"A New Understanding"
In 1980, when I taught high school at Red Cloud Indian School in Pine Ridge, South Dakota, I was technically a “missionary.” But I never “brought anyone to Christ,” nor was that ever in my job description – I was supposed to love my students and support who they were, not remake them into someone else. Those students who practiced the native religion were treated as well as those who practiced Catholicism.
This school was located on Holy Rosary Mission, a Roman Catholic Mission for over 100 years. The school was named after the Native leader who brought Catholicism to the Pine Ridge Reservation, but practicing Catholicism was not a requirement to attend the school. My high school classes contained students who practiced the Native religion. The reason they attended my school was that we sent the highest percentage of students on to the local community college, as well as to other colleges.
In the late 1800s, Holy Rosary understood its role as to train its students to be like white people, thus mirroring the U.S. Government’s policy to assimilate Native Americans into its “normative” culture. Students, who were required to be boarding students, were beaten if they were caught speaking their native language instead of English. This practice, along with the treatment by the U.S. Government, almost destroyed Lakota culture, and seriously damaged Lakota society. The generation prior to the one I was teaching was considered, to an extent, a “lost” generation due mainly to the effects of lost identity and the effects of alcoholism.

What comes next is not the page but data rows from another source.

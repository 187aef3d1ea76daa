use crate::config::ConfigError;
use crate::grading::{GradingServiceError, ScoringError};
use crate::telemetry::TelemetryError;
use axum::http::StatusCode;
use axum::response::{IntoResponse, Response};
use axum::Json;
use serde_json::json;
use std::fmt;

#[derive(Debug)]
pub enum AppError {
    Config(ConfigError),
    Telemetry(TelemetryError),
    Io(std::io::Error),
    Server(axum::Error),
    Input(serde_json::Error),
    Grading(GradingServiceError),
}

impl fmt::Display for AppError {
    fn fmt(&self, f: &mut fmt::Formatter<'_>) -> fmt::Result {
        match self {
            AppError::Config(err) => write!(f, "configuration error: {}", err),
            AppError::Telemetry(err) => write!(f, "telemetry error: {}", err),
            AppError::Io(err) => write!(f, "io error: {}", err),
            AppError::Server(err) => write!(f, "server error: {}", err),
            AppError::Input(err) => write!(f, "invalid input: {}", err),
            AppError::Grading(err) => write!(f, "grading error: {}", err),
        }
    }
}

impl std::error::Error for AppError {
    fn source(&self) -> Option<&(dyn std::error::Error + 'static)> {
        match self {
            AppError::Config(err) => Some(err),
            AppError::Telemetry(err) => Some(err),
            AppError::Io(err) => Some(err),
            AppError::Server(err) => Some(err),
            AppError::Input(err) => Some(err),
            AppError::Grading(err) => Some(err),
        }
    }
}

impl IntoResponse for AppError {
    fn into_response(self) -> Response {
        let status = match self {
            AppError::Input(_) | AppError::Grading(GradingServiceError::Invalid(_)) => {
                StatusCode::UNPROCESSABLE_ENTITY
            }
            AppError::Config(_)
            | AppError::Telemetry(_)
            | AppError::Io(_)
            | AppError::Server(_)
            | AppError::Grading(GradingServiceError::Cache(_)) => {
                StatusCode::INTERNAL_SERVER_ERROR
            }
        };

        let body = Json(json!({ "error": self.to_string() }));
        (status, body).into_response()
    }
}

impl From<ConfigError> for AppError {
    fn from(value: ConfigError) -> Self {
        Self::Config(value)
    }
}

impl From<TelemetryError> for AppError {
    fn from(value: TelemetryError) -> Self {
        Self::Telemetry(value)
    }
}

impl From<std::io::Error> for AppError {
    fn from(value: std::io::Error) -> Self {
        Self::Io(value)
    }
}

impl From<axum::Error> for AppError {
    fn from(value: axum::Error) -> Self {
        Self::Server(value)
    }
}

impl From<serde_json::Error> for AppError {
    fn from(value: serde_json::Error) -> Self {
        Self::Input(value)
    }
}

impl From<GradingServiceError> for AppError {
    fn from(value: GradingServiceError) -> Self {
        Self::Grading(value)
    }
}

impl From<ScoringError> for AppError {
    fn from(value: ScoringError) -> Self {
        Self::Grading(GradingServiceError::Invalid(value))
    }
}
use crate::report::{run_match, run_score, MatchArgs, ScoreArgs};
use crate::server;
use clap::{Args, Parser, Subcommand};
use critique_grader::error::AppError;

#[derive(Parser, Debug)]
#[command(
    name = "Critique Grader",
    about = "Match student annotations to a confirmed rubric and score them",
    version
)]
struct Cli {
    #[command(subcommand)]
    command: Option<Command>,
}

#[derive(Subcommand, Debug)]
enum Command {
    /// Start the HTTP service (default command)
    Serve(ServeArgs),
    /// Score one student's annotations from a JSON snapshot
    Score(ScoreArgs),
    /// Print the inferred annotation-to-rubric matches for a JSON snapshot
    Match(MatchArgs),
}

#[derive(Args, Debug, Default)]
pub(crate) struct ServeArgs {
    /// Override the configured host for the HTTP server
    #[arg(long)]
    pub(crate) host: Option<String>,
    /// Override the configured port for the HTTP server
    #[arg(long)]
    pub(crate) port: Option<u16>,
}

pub(crate) async fn run() -> Result<(), AppError> {
    let cli = Cli::parse();
    let command = cli
        .command
        .unwrap_or_else(|| Command::Serve(ServeArgs::default()));

    match command {
        Command::Serve(args) => server::run(args).await,
        Command::Score(args) => run_score(args),
        Command::Match(args) => run_match(args),
    }
}

#[cfg(test)]
mod tests {
    use super::*;

    #[test]
    fn defaults_to_serve_without_subcommand() {
        let cli = Cli::try_parse_from(["critique-grader"]).expect("parses");
        assert!(cli.command.is_none());
    }

    #[test]
    fn parses_score_arguments() {
        let cli = Cli::try_parse_from([
            "critique-grader",
            "score",
            "--input",
            "snapshot.json",
            "--json",
        ])
        .expect("parses");

        match cli.command {
            Some(Command::Score(args)) => {
                assert_eq!(args.input.to_string_lossy(), "snapshot.json");
                assert!(args.json);
                assert!(args.scoring_config.is_none());
            }
            other => panic!("expected score command, got {other:?}"),
        }
    }
}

By the time I arrived, things had changed. Not only did the school teach the Lakota language, but it also strongly supported native culture, especially at the elementary school level where pow wows were part of the curriculum. New teachers were given an orientation that told us, among other things, that the Lakota people were a right-brained people (they start with the whole and then arrive at the parts, whereas the dominate U.S. society is left-brained – it starts with pieces and then creates the whole).
We were told that we would need different teaching techniques that took this into account. We were also told that looking our students directly in the eyes was extremely disrespectful in Lakota culture – the teacher who had been there the longest looked down at her notes whenever she spoke at faculty meetings. Another thing that they emphasized was that use of story was an extremely important part of the manner in which the Lakota communicated (can you tell that this experience has had an influence on my preaching?). We needed to accommodate to the culture in which we found ourselves, not the other way around. The “mission” of the school was to support the people we served to become the people whom God had created them to be, not our vision of who they should become.
The Roman Catholic and the progressive mainline Protestant understanding of “mission” has changed tremendously – to the extent that the President of the United Church of Christ has apologized to the people of Hawaii for the fact that Congregational missionaries helped the U.S. Government overthrow their monarchy.
Today, our “mission” work in the progressive mainline churches focuses on meeting people’s needs, on showing them the love of Christ. The hungry person cannot hear the Good News of God’s love when their stomach is growling; nor can the parent living in poverty hear it when their child is sick or they cannot see. This new emphasis is seen especially in Islamic countries in which it is illegal to proselytize.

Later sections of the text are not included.